• _Extracted records_:
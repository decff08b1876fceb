use crate::models::FieldType;
use crate::processing::image::encode_png;
use crate::utils::CardError;
use image::RgbaImage;
use log::debug;
use std::io::Write;
use tesseract::{PageSegMode, Tesseract};

pub const DIGITS: &str = "0123456789";
pub const NAME_CHARS: &str = "ABCDEFGHIJKLMNOPQRSTUVWXYZabcdefghijklmnopqrstuvwxyz -'";
pub const YEAR_CHARS: &str = "ABCDEFGHIJKLMNOPQRSTUVWXYZabcdefghijklmnopqrstuvwxyz0123456789 ";

/// Line segmentation hint passed to the engine.
#[derive(Debug, Clone, Copy, PartialEq, Eq)]
pub enum Segmentation {
    /// A single line of text (Tesseract PSM 7).
    SingleLine,
    /// A uniform block of text (Tesseract PSM 6).
    SingleBlock,
}

impl Segmentation {
    fn page_seg_mode(&self) -> PageSegMode {
        match self {
            Segmentation::SingleLine => PageSegMode::PsmSingleLine,
            Segmentation::SingleBlock => PageSegMode::PsmSingleBlock,
        }
    }
}

#[derive(Debug, Clone, PartialEq, Eq)]
pub struct OcrConfig {
    pub whitelist: &'static str,
    pub segmentation: Segmentation,
}

impl OcrConfig {
    /// Engine configuration for a text field. `None` for the photo.
    pub fn for_field(field: FieldType) -> Option<OcrConfig> {
        let config = match field {
            FieldType::Photo => return None,
            FieldType::Name => OcrConfig { whitelist: NAME_CHARS, segmentation: Segmentation::SingleLine },
            FieldType::Id => OcrConfig { whitelist: DIGITS, segmentation: Segmentation::SingleLine },
            FieldType::Year => OcrConfig { whitelist: YEAR_CHARS, segmentation: Segmentation::SingleBlock },
            FieldType::Barcode => OcrConfig { whitelist: DIGITS, segmentation: Segmentation::SingleBlock },
        };
        Some(config)
    }
}

/// Pixel-to-text capability used by the recognizer.
pub trait OcrEngine: Send + Sync {
    fn recognize(&self, image: &RgbaImage, config: &OcrConfig) -> Result<String, CardError>;
}

/// Tesseract-backed engine. A fresh API handle is created per call.
#[derive(Debug, Clone)]
pub struct TesseractEngine {
    language: String,
    datapath: Option<String>,
}

impl TesseractEngine {
    pub fn new(language: &str, datapath: Option<&str>) -> Self {
        TesseractEngine {
            language: language.to_string(),
            datapath: datapath.map(|p| p.to_string()),
        }
    }
}

impl Default for TesseractEngine {
    fn default() -> Self {
        Self::new("eng", None)
    }
}

impl OcrEngine for TesseractEngine {
    fn recognize(&self, image: &RgbaImage, config: &OcrConfig) -> Result<String, CardError> {
        let png = encode_png(image)?;

        // Tesseract reads from a path, so hand the region over through a temp file
        let mut temp_file = tempfile::Builder::new()
            .suffix(".png")
            .tempfile()
            .map_err(|e| CardError::Ocr(format!("Failed to create temp file: {}", e)))?;
        temp_file
            .write_all(&png)
            .map_err(|e| CardError::Ocr(format!("Failed to write to temp file: {}", e)))?;
        let path_str = temp_file
            .path()
            .to_str()
            .ok_or_else(|| CardError::Ocr("Failed to convert path to string".to_string()))?;

        let mut tess = Tesseract::new(self.datapath.as_deref(), Some(self.language.as_str()))
            .map_err(|e| CardError::Ocr(format!("Tesseract init error: {}", e)))?
            .set_variable("tessedit_char_whitelist", config.whitelist)
            .map_err(|e| CardError::Ocr(format!("Tesseract set variable error: {}", e)))?;

        tess.set_page_seg_mode(config.segmentation.page_seg_mode());

        let mut tess = tess
            .set_image(path_str)
            .map_err(|e| CardError::Ocr(format!("Tesseract set image error: {}", e)))?;

        let text = tess
            .get_text()
            .map_err(|e| CardError::Ocr(format!("Tesseract error: {}", e)))?;

        debug!("Tesseract returned {:?}", text.trim());
        Ok(text)
    }
}
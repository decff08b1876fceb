use thiserror::Error;

/// Errors raised while scanning a card.
///
/// Only `ImageDecode`, `Io`, `Config`, `Layout` and `Serialization` ever reach the caller of a
/// scan. `Ocr` and `Timeout` are produced by recognition and recovered per field.
#[derive(Debug, Error, Clone, PartialEq)]
pub enum CardError {
    #[error("Image decode error: {0}")]
    ImageDecode(String),

    #[error("IO error: {0}")]
    Io(String),

    #[error("OCR error: {0}")]
    Ocr(String),

    #[error("OCR timed out after {0} ms")]
    Timeout(u64),

    #[error("Config error: {0}")]
    Config(String),

    #[error("Layout error: {0}")]
    Layout(String),

    #[error("Serialization error: {0}")]
    Serialization(String),
}

impl From<std::io::Error> for CardError {
    fn from(err: std::io::Error) -> Self {
        CardError::Io(err.to_string())
    }
}

impl From<serde_json::Error> for CardError {
    fn from(err: serde_json::Error) -> Self {
        CardError::Serialization(err.to_string())
    }
}

pub type Result<T> = std::result::Result<T, CardError>;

• _Instructions for the task_: Give back every entry above, complete and exact.

• _Response_:
repository decff08b1876fceb
use crate::models::FieldType;
use crate::processing::image::encode_png;
use crate::utils::CardError;
use image::RgbaImage;
use log::debug;
use std::io::Write;
use tesseract::{PageSegMode, Tesseract};

pub const DIGITS: &str = "0123456789";
pub const NAME_CHARS: &str = "ABCDEFGHIJKLMNOPQRSTUVWXYZabcdefghijklmnopqrstuvwxyz -'";
pub const YEAR_CHARS: &str = "ABCDEFGHIJKLMNOPQRSTUVWXYZabcdefghijklmnopqrstuvwxyz0123456789 ";

/// Line segmentation hint passed to the engine.
#[derive(Debug, Clone, Copy, PartialEq, Eq)]
pub enum Segmentation {
    /// A single line of text (Tesseract PSM 7).
    SingleLine,
    /// A uniform block of text (Tesseract PSM 6).
    SingleBlock,
}

impl Segmentation {
    fn page_seg_mode(&self) -> PageSegMode {
        match self {
            Segmentation::SingleLine => PageSegMode::PsmSingleLine,
            Segmentation::SingleBlock => PageSegMode::PsmSingleBlock,
        }
    }
}

#[derive(Debug, Clone, PartialEq, Eq)]
pub struct OcrConfig {
    pub whitelist: &'static str,
    pub segmentation: Segmentation,
}

impl OcrConfig {
    /// Engine configuration for a text field. `None` for the photo.
    pub fn for_field(field: FieldType) -> Option<OcrConfig> {
        let config = match field {
            FieldType::Photo => return None,
            FieldType::Name => OcrConfig { whitelist: NAME_CHARS, segmentation: Segmentation::SingleLine },
            FieldType::Id => OcrConfig { whitelist: DIGITS, segmentation: Segmentation::SingleLine },
            FieldType::Year => OcrConfig { whitelist: YEAR_CHARS, segmentation: Segmentation::SingleBlock },
            FieldType::Barcode => OcrConfig { whitelist: DIGITS, segmentation: Segmentation::SingleBlock },
        };
        Some(config)
    }
}

/// Pixel-to-text capability used by the recognizer.
pub trait OcrEngine: Send + Sync {
    fn recognize(&self, image: &RgbaImage, config: &OcrConfig) -> Result<String, CardError>;
}

/// Tesseract-backed engine. A fresh API handle is created per call.
#[derive(Debug, Clone)]
pub struct TesseractEngine {
    language: String,
    datapath: Option<String>,
}

impl TesseractEngine {
    pub fn new(language: &str, datapath: Option<&str>) -> Self {
        TesseractEngine {
            language: language.to_string(),
            datapath: datapath.map(|p| p.to_string()),
        }
    }
}

impl Default for TesseractEngine {
    fn default() -> Self {
        Self::new("eng", None)
    }
}

impl OcrEngine for TesseractEngine {
    fn recognize(&self, image: &RgbaImage, config: &OcrConfig) -> Result<String, CardError> {
        let png = encode_png(image)?;

        // Tesseract reads from a path, so hand the region over through a temp file
        let mut temp_file = tempfile::Builder::new()
            .suffix(".png")
            .tempfile()
            .map_err(|e| CardError::Ocr(format!("Failed to create temp file: {}", e)))?;
        temp_file
            .write_all(&png)
            .map_err(|e| CardError::Ocr(format!("Failed to write to temp file: {}", e)))?;
        let path_str = temp_file
            .path()
            .to_str()
            .ok_or_else(|| CardError::Ocr("Failed to convert path to string".to_string()))?;

        let mut tess = Tesseract::new(self.datapath.as_deref(), Some(self.language.as_str()))
            .map_err(|e| CardError::Ocr(format!("Tesseract init error: {}", e)))?
            .set_variable("tessedit_char_whitelist", config.whitelist)
            .map_err(|e| CardError::Ocr(format!("Tesseract set variable error: {}", e)))?;

        tess.set_page_seg_mode(config.segmentation.page_seg_mode());

        let mut tess = tess
            .set_image(path_str)
            .map_err(|e| CardError::Ocr(format!("Tesseract set image error: {}", e)))?;

        let text = tess
            .get_text()
            .map_err(|e| CardError::Ocr(format!("Tesseract error: {}", e)))?;

        debug!("Tesseract returned {:?}", text.trim());
        Ok(text)
    }
}
repository decff08b1876fceb
use thiserror::Error;

/// Errors raised while scanning a card.
///
/// Only `ImageDecode`, `Io`, `Config`, `Layout` and `Serialization` ever reach the caller of a
/// scan. `Ocr` and `Timeout` are produced by recognition and recovered per field.
#[derive(Debug, Error, Clone, PartialEq)]
pub enum CardError {
    #[error("Image decode error: {0}")]
    ImageDecode(String),

    #[error("IO error: {0}")]
    Io(String),

    #[error("OCR error: {0}")]
    Ocr(String),

    #[error("OCR timed out after {0} ms")]
    Timeout(u64),

    #[error("Config error: {0}")]
    Config(String),

    #[error("Layout error: {0}")]
    Layout(String),

    #[error("Serialization error: {0}")]
    Serialization(String),
}

impl From<std::io::Error> for CardError {
    fn from(err: std::io::Error) -> Self {
        CardError::Io(err.to_string())
    }
}

impl From<serde_json::Error> for CardError {
    fn from(err: serde_json::Error) -> Self {
        CardError::Serialization(err.to_string())
    }
}

pub type Result<T> = std::result::Result<T, CardError>;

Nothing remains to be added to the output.